Con l’aria che tira magari anche l’okra, simpatico ortaggio, potrebbe incorrere nel reato di clandestinità ed essere espulsa. Niente a che vedere con la legge liberticida e incivile sulla “sicurezza”, ma di sicuro l’okra (Abelmoschus esculentus) è consumata ovunque nel mondo tranne in Europa (a esclusione dei Balcani). Ma ora, con l’arrivo degli immigrati, si farà sicuramente strada sulle tavole italiane.

La sua origine risiede nell’altopiano Etiopico da dove si è diffusa in tutta l’Africa e l’Oriente, nei Balcani e, con lo schiavismo, nelle Americhe. Ha nomi diversi a seconda di dove si consuma, quelli più ricorrenti sono gombo (in Africa soprattutto) oppure okra, ma cambia a ogni luogo: quiabo in Brasile, bamja nei Balcani, kanja in Senegal e via di seguito.

Ha l’aspetto di un baccello verde di 8-10 cm a sezione pentagonale, è ricca di vitamina A e C e ha un sapore delicato, simile a quello degli asparagi. In cucina viene usata nei modi più svariati e le ricette si possono trovare facilmente nel web, specialmente nei siti stranieri, anche se qualcosa comincia a essere pubblicato anche in quelli italiani. Si prepara da sola o con la carne, ma forse l’utilizzo che sfrutta meglio le sue peculiarità è nelle minestre e negli stufati: l’okra, infatti, produce un liquido appiccicoso (la sua vera bontà, mi hanno raccontato con gli occhi luccicanti) che funziona come coagulante naturale.

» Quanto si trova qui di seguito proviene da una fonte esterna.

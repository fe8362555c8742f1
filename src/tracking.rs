//! Per-card time tracking state machine.
//!
//! ```text
//!            start / resume
//!   idle  ------------------>  tracking
//!         <------------------
//!             pause / stop
//! ```
//!
//! Leaving the tracking state adds the elapsed whole seconds to the card's
//! running total. Every transition is also written to the journal.

use chrono::{DateTime, Utc};
use serde::{Deserialize, Serialize};
use std::fmt;
use std::str::FromStr;
use thiserror::Error;

use crate::database::models::Card;

#[derive(Debug, Error, PartialEq, Eq)]
pub enum TrackingError {
    #[error("Time tracking is already running for this card")]
    AlreadyTracking,

    #[error("Time tracking is not running for this card")]
    NotTracking,
}

#[derive(Debug, Clone, Copy, PartialEq, Eq, Serialize, Deserialize)]
#[serde(rename_all = "lowercase")]
pub enum TrackingAction {
    Start,
    Pause,
    Resume,
    Stop,
}

impl TrackingAction {
    pub fn as_str(&self) -> &'static str {
        match self {
            TrackingAction::Start => "start",
            TrackingAction::Pause => "pause",
            TrackingAction::Resume => "resume",
            TrackingAction::Stop => "stop",
        }
    }
}

impl fmt::Display for TrackingAction {
    fn fmt(&self, f: &mut fmt::Formatter<'_>) -> fmt::Result {
        f.write_str(self.as_str())
    }
}

impl FromStr for TrackingAction {
    type Err = String;

    fn from_str(s: &str) -> Result<Self, Self::Err> {
        match s {
            "start" => Ok(TrackingAction::Start),
            "pause" => Ok(TrackingAction::Pause),
            "resume" => Ok(TrackingAction::Resume),
            "stop" => Ok(TrackingAction::Stop),
            other => Err(format!("Invalid tracking action '{}'", other)),
        }
    }
}

/// Tracking columns of a card
#[derive(Debug, Clone, PartialEq, Serialize, Deserialize)]
#[serde(rename_all = "camelCase")]
pub struct TrackingState {
    /// Seconds
    pub total_time_spent: i64,
    pub is_tracking: bool,
    pub tracking_start_time: Option<DateTime<Utc>>,
    pub tracking_pause_time: i64,
}

impl From<&Card> for TrackingState {
    fn from(card: &Card) -> Self {
        Self {
            total_time_spent: card.total_time_spent,
            is_tracking: card.is_tracking,
            tracking_start_time: card.tracking_start_time,
            tracking_pause_time: card.tracking_pause_time,
        }
    }
}

impl TrackingState {
    pub fn idle() -> Self {
        Self {
            total_time_spent: 0,
            is_tracking: false,
            tracking_start_time: None,
            tracking_pause_time: 0,
        }
    }

    fn elapsed(&self, now: DateTime<Utc>) -> i64 {
        self.tracking_start_time
            .map(|start| (now - start).num_seconds().max(0))
            .unwrap_or(0)
    }
}

/// Result of one transition: the new card state plus the journal row fields
#[derive(Debug, Clone, PartialEq)]
pub struct Transition {
    pub state: TrackingState,
    pub entry_start_time: Option<DateTime<Utc>>,
    pub entry_end_time: Option<DateTime<Utc>>,
    pub duration: i64,
}

pub fn apply(
    state: &TrackingState,
    action: TrackingAction,
    now: DateTime<Utc>,
) -> Result<Transition, TrackingError> {
    match action {
        TrackingAction::Start | TrackingAction::Resume => {
            if state.is_tracking {
                return Err(TrackingError::AlreadyTracking);
            }
            Ok(Transition {
                state: TrackingState {
                    total_time_spent: state.total_time_spent,
                    is_tracking: true,
                    tracking_start_time: Some(now),
                    tracking_pause_time: 0,
                },
                entry_start_time: Some(now),
                entry_end_time: None,
                duration: 0,
            })
        }
        TrackingAction::Pause | TrackingAction::Stop => {
            if !state.is_tracking {
                return Err(TrackingError::NotTracking);
            }
            let duration = state.elapsed(now);
            Ok(Transition {
                state: TrackingState {
                    total_time_spent: state.total_time_spent + duration,
                    is_tracking: false,
                    tracking_start_time: None,
                    tracking_pause_time: 0,
                },
                entry_start_time: state.tracking_start_time,
                entry_end_time: Some(now),
                duration,
            })
        }
    }
}

#[derive(Debug, Clone, PartialEq, Serialize)]
#[serde(rename_all = "camelCase")]
pub struct TrackingSummary {
    #[serde(flatten)]
    pub state: TrackingState,
    pub current_session_time: i64,
}

pub fn summary(state: &TrackingState, now: DateTime<Utc>) -> TrackingSummary {
    let current_session_time = if state.is_tracking { state.elapsed(now) } else { 0 };
    TrackingSummary {
        state: state.clone(),
        current_session_time,
    }
}

#[cfg(test)]
mod tests {
    use super::*;
    use chrono::Duration;

    #[test]
    fn start_then_stop_accumulates_seconds() {
        let t0 = Utc::now();
        let started = apply(&TrackingState::idle(), TrackingAction::Start, t0).unwrap();
        assert!(started.state.is_tracking);
        assert_eq!(started.state.tracking_start_time, Some(t0));

        let stopped = apply(&started.state, TrackingAction::Stop, t0 + Duration::milliseconds(90_900)).unwrap();
        assert_eq!(stopped.duration, 90);
        assert_eq!(stopped.state.total_time_spent, 90);
        assert!(!stopped.state.is_tracking);
        assert_eq!(stopped.entry_start_time, Some(t0));
    }

    #[test]
    fn pause_resume_cycles_add_up() {
        let t0 = Utc::now();
        let s = apply(&TrackingState::idle(), TrackingAction::Start, t0).unwrap().state;
        let s = apply(&s, TrackingAction::Pause, t0 + Duration::seconds(30)).unwrap().state;
        let s = apply(&s, TrackingAction::Resume, t0 + Duration::seconds(100)).unwrap().state;
        let s = apply(&s, TrackingAction::Stop, t0 + Duration::seconds(130)).unwrap().state;
        assert_eq!(s.total_time_spent, 60);
    }

    #[test]
    fn rejects_invalid_transitions() {
        let now = Utc::now();
        assert_eq!(
            apply(&TrackingState::idle(), TrackingAction::Stop, now),
            Err(TrackingError::NotTracking)
        );
        let running = apply(&TrackingState::idle(), TrackingAction::Start, now).unwrap().state;
        assert_eq!(
            apply(&running, TrackingAction::Resume, now),
            Err(TrackingError::AlreadyTracking)
        );
    }

    #[test]
    fn clock_skew_never_subtracts() {
        let now = Utc::now();
        let running = apply(&TrackingState::idle(), TrackingAction::Start, now).unwrap().state;
        let stopped = apply(&running, TrackingAction::Pause, now - Duration::seconds(5)).unwrap();
        assert_eq!(stopped.duration, 0);
    }

    #[test]
    fn summary_reports_running_session() {
        let now = Utc::now();
        let running = apply(&TrackingState::idle(), TrackingAction::Start, now - Duration::seconds(42))
            .unwrap()
            .state;
        assert_eq!(summary(&running, now).current_session_time, 42);
        assert_eq!(summary(&TrackingState::idle(), now).current_session_time, 0);
    }

    #[test]
    fn parses_actions() {
        assert_eq!("resume".parse::<TrackingAction>(), Ok(TrackingAction::Resume));
        assert!("rewind".parse::<TrackingAction>().is_err());
    }
}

Ho letto che viene coltivato anche in Sicilia, ma di solito sono sempre di importazione. Il suo consumo sta aumentando, ma la loro reperibilità è soprattutto nei negozi etnici e in qualche mercato: a Milano si trova ad esempio nel mercato rionale di piazza 24 maggio, in Ticinese: in città è famoso, perché ha ormai convertito tutta la sua offerta al mercato straniero, filippino e sudamericano soprattutto.

In un negozietto vicino alla Stazione Centrale sono in vendita a 2 euro il sacchetto (a occhio 2-3 etti), coltivati in Nicaragua. Non precisamente economici. Tra gli scaffali ho trovato anche una bustina di okra in polvere (prodotto in Senegal, 1 euro per 80 grammi), che mi hanno spiegato si usa come addensante.

In realtà esiste un mercato parallelo che si muove però “porta a porta”, al di fuori dei canali ufficiali.

Ogni giorno, infatti, dalla primavera fino ai primi freddi, arrivano a Milano decine di furgoni o di auto carichi di cassette o sacchi di ortaggi. Soprattutto dal bresciano e dalla bergamasca, dove i filippini hanno conquistato parecchi terreni altrimenti non coltivati. Ma anche dal lodigiano e dal pavese. All’ inizio, ci fu il tentativo di proporre la mercanzia direttamente nei pressi dei grandi mercati meneghini. Ma diverse sortite dalla parti di Papiniano, di via Fauché, di via Osoppo e di Lambrate stimolarono l’attenzione dei vigili e quindi si pensò che sarebbe stata più discreta e più funzionale una distribuzione capillare e
nascosta a occhi investigatori. Ed è così che decine decine di signore filippine ricevono ogni settimana una certa quantità di prodotti e, in un certo senso, aprono una loro piccola e casalinga bottega clandestina per la vendita al dettaglio.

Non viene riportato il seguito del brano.